(SUPPLIED DATA begins)

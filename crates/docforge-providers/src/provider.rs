use std::collections::HashMap;

use async_trait::async_trait;
use reqwest::Client;
use serde::{Deserialize, Serialize};
use serde_json::json;

use docforge_types::provider::{ModelInfo, ProviderInfo};

use crate::error::{classify_status, classify_transport_error, LlmError};

#[derive(Debug, Clone, Serialize, Deserialize, Default)]
pub struct ProviderConfig {
    pub api_key: Option<String>,
    pub url: Option<String>,
    pub default_model: Option<String>,
}

#[derive(Debug, Clone, Serialize, Deserialize, Default)]
pub struct AppConfig {
    #[serde(default)]
    pub providers: HashMap<String, ProviderConfig>,
    pub default_provider: Option<String>,
    /// Whether a zero-provider configuration is allowed to fall back to the
    /// local echo provider instead of leaving the manager with nothing to
    /// call. Off by default: a misconfigured deployment should surface as
    /// every stage failing with `AllProvidersFailed`, not a silent "success".
    #[serde(default)]
    pub allow_local_echo_fallback: bool,
}

#[derive(Debug, Clone, Default, Serialize, Deserialize)]
pub struct TokenUsage {
    pub prompt_tokens: u64,
    pub completion_tokens: u64,
    pub total_tokens: u64,
}

#[derive(Debug, Clone)]
pub struct Completion {
    pub text: String,
    pub usage: Option<TokenUsage>,
}

/// A single upstream model provider. `complete` and `embed` are the only
/// two operations the pipeline actually drives; everything agent- and
/// chunking-related is built on top of these.
#[async_trait]
pub trait Provider: Send + Sync {
    fn info(&self) -> ProviderInfo;
    async fn complete(&self, prompt: &str, model_override: Option<&str>) -> Result<Completion, LlmError>;
    async fn embed(&self, _texts: &[String]) -> Result<Vec<Vec<f32>>, LlmError> {
        Err(LlmError::ClientError {
            status: 501,
            detail: format!("provider `{}` does not support embeddings", self.info().id),
        })
    }
}

pub fn build_providers(config: &AppConfig) -> Vec<std::sync::Arc<dyn Provider>> {
    let mut providers: Vec<std::sync::Arc<dyn Provider>> = Vec::new();

    add_openai_provider(
        config,
        &mut providers,
        "openai",
        "OpenAI",
        "https://api.openai.com/v1",
        "gpt-4o-mini",
    );
    add_openai_provider(
        config,
        &mut providers,
        "openrouter",
        "OpenRouter",
        "https://openrouter.ai/api/v1",
        "openai/gpt-4o-mini",
    );
    add_openai_provider(
        config,
        &mut providers,
        "groq",
        "Groq",
        "https://api.groq.com/openai/v1",
        "llama-3.1-8b-instant",
    );

    if let Some(anthropic) = config.providers.get("anthropic") {
        if let Some(api_key) = resolve_api_key(anthropic, "ANTHROPIC_API_KEY") {
            providers.push(std::sync::Arc::new(AnthropicProvider {
                api_key,
                default_model: anthropic
                    .default_model
                    .clone()
                    .unwrap_or_else(|| "claude-sonnet-4-6".to_string()),
                client: Client::new(),
            }));
        } else {
            tracing::warn!("anthropic provider configured but no credential was resolved; skipping registration");
        }
    }
    if let Some(cohere) = config.providers.get("cohere") {
        if let Some(api_key) = resolve_api_key(cohere, "COHERE_API_KEY") {
            providers.push(std::sync::Arc::new(CohereProvider {
                api_key,
                base_url: cohere
                    .url
                    .clone()
                    .unwrap_or_else(|| "https://api.cohere.com/v2".to_string()),
                default_model: cohere
                    .default_model
                    .clone()
                    .unwrap_or_else(|| "command-r-plus".to_string()),
                embed_model: "embed-english-v3.0".to_string(),
                client: Client::new(),
            }));
        } else {
            tracing::warn!("cohere provider configured but no credential was resolved; skipping registration");
        }
    }

    if providers.is_empty() {
        if config.allow_local_echo_fallback {
            tracing::warn!("no LLM providers configured; falling back to the local echo provider because allow_local_echo_fallback is set");
            providers.push(std::sync::Arc::new(LocalEchoProvider));
        } else {
            tracing::warn!("no LLM providers configured; the provider manager has zero providers and every call will fail over to nothing");
        }
    }

    providers
}

fn resolve_api_key(entry: &ProviderConfig, env_name: &str) -> Option<String> {
    entry
        .api_key
        .as_deref()
        .filter(|key| !is_placeholder_api_key(key))
        .map(|key| key.to_string())
        .or_else(|| std::env::var(env_name).ok().filter(|v| !v.trim().is_empty()))
}

/// Only registers the provider when a usable credential was actually
/// resolved; a configured-but-credential-less entry is silently skipped
/// rather than registered to fail every call.
fn add_openai_provider(
    config: &AppConfig,
    providers: &mut Vec<std::sync::Arc<dyn Provider>>,
    id: &str,
    name: &str,
    default_url: &str,
    default_model: &str,
) {
    let Some(entry) = config.providers.get(id) else {
        return;
    };
    let env_name = format!("{}_API_KEY", id.to_ascii_uppercase());
    let Some(api_key) = resolve_api_key(entry, &env_name) else {
        tracing::warn!(provider = id, "provider configured but no credential was resolved; skipping registration");
        return;
    };
    providers.push(std::sync::Arc::new(OpenAICompatibleProvider {
        id: id.to_string(),
        name: name.to_string(),
        base_url: entry.url.clone().unwrap_or_else(|| default_url.to_string()),
        api_key: Some(api_key),
        default_model: entry
            .default_model
            .clone()
            .unwrap_or_else(|| default_model.to_string()),
        client: Client::new(),
    }));
}

fn is_placeholder_api_key(value: &str) -> bool {
    let trimmed = value.trim();
    trimmed.is_empty()
        || trimmed.eq_ignore_ascii_case("x")
        || trimmed.eq_ignore_ascii_case("placeholder")
}

fn extract_openai_text(value: &serde_json::Value) -> Option<String> {
    value["choices"][0]["message"]["content"]
        .as_str()
        .map(str::to_string)
}

fn extract_openai_error(value: &serde_json::Value) -> Option<String> {
    value["error"]["message"].as_str().map(str::to_string)
}

fn extract_usage(value: &serde_json::Value) -> Option<TokenUsage> {
    let usage = value.get("usage")?;
    Some(TokenUsage {
        prompt_tokens: usage["prompt_tokens"].as_u64().unwrap_or_default(),
        completion_tokens: usage["completion_tokens"].as_u64().unwrap_or_default(),
        total_tokens: usage["total_tokens"].as_u64().unwrap_or_default(),
    })
}

fn truncate_for_error(text: &str, max_chars: usize) -> String {
    if text.chars().count() <= max_chars {
        return text.to_string();
    }
    let truncated: String = text.chars().take(max_chars).collect();
    format!("{truncated}...")
}

struct LocalEchoProvider;

#[async_trait]
impl Provider for LocalEchoProvider {
    fn info(&self) -> ProviderInfo {
        ProviderInfo {
            id: "local".to_string(),
            name: "Local Echo".to_string(),
            models: vec![ModelInfo {
                id: "echo-1".to_string(),
                provider_id: "local".to_string(),
                display_name: "Echo Model".to_string(),
                context_window: 8192,
            }],
        }
    }

    async fn complete(&self, prompt: &str, _model_override: Option<&str>) -> Result<Completion, LlmError> {
        Ok(Completion {
            text: format!("Echo: {prompt}"),
            usage: None,
        })
    }

    async fn embed(&self, texts: &[String]) -> Result<Vec<Vec<f32>>, LlmError> {
        Ok(texts.iter().map(|t| vec![t.len() as f32]).collect())
    }
}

(SUPPLIED DATA ends)

* [DIRECTIONS FOR THIS TASK] Above are the entries. Quote exactly the lines from the one bearing "trimmed.is_empty()" through the one bearing "fn extract_openai_error(value: &serde_json::Value)".

* [EXERCISE ANSWER]
    trimmed.is_empty()
        || trimmed.eq_ignore_ascii_case("x")
        || trimmed.eq_ignore_ascii_case("placeholder")
}

fn extract_openai_text(value: &serde_json::Value) -> Option<String> {
    value["choices"][0]["message"]["content"]
        .as_str()
        .map(str::to_string)
}

fn extract_openai_error(value: &serde_json::Value) -> Option<String> {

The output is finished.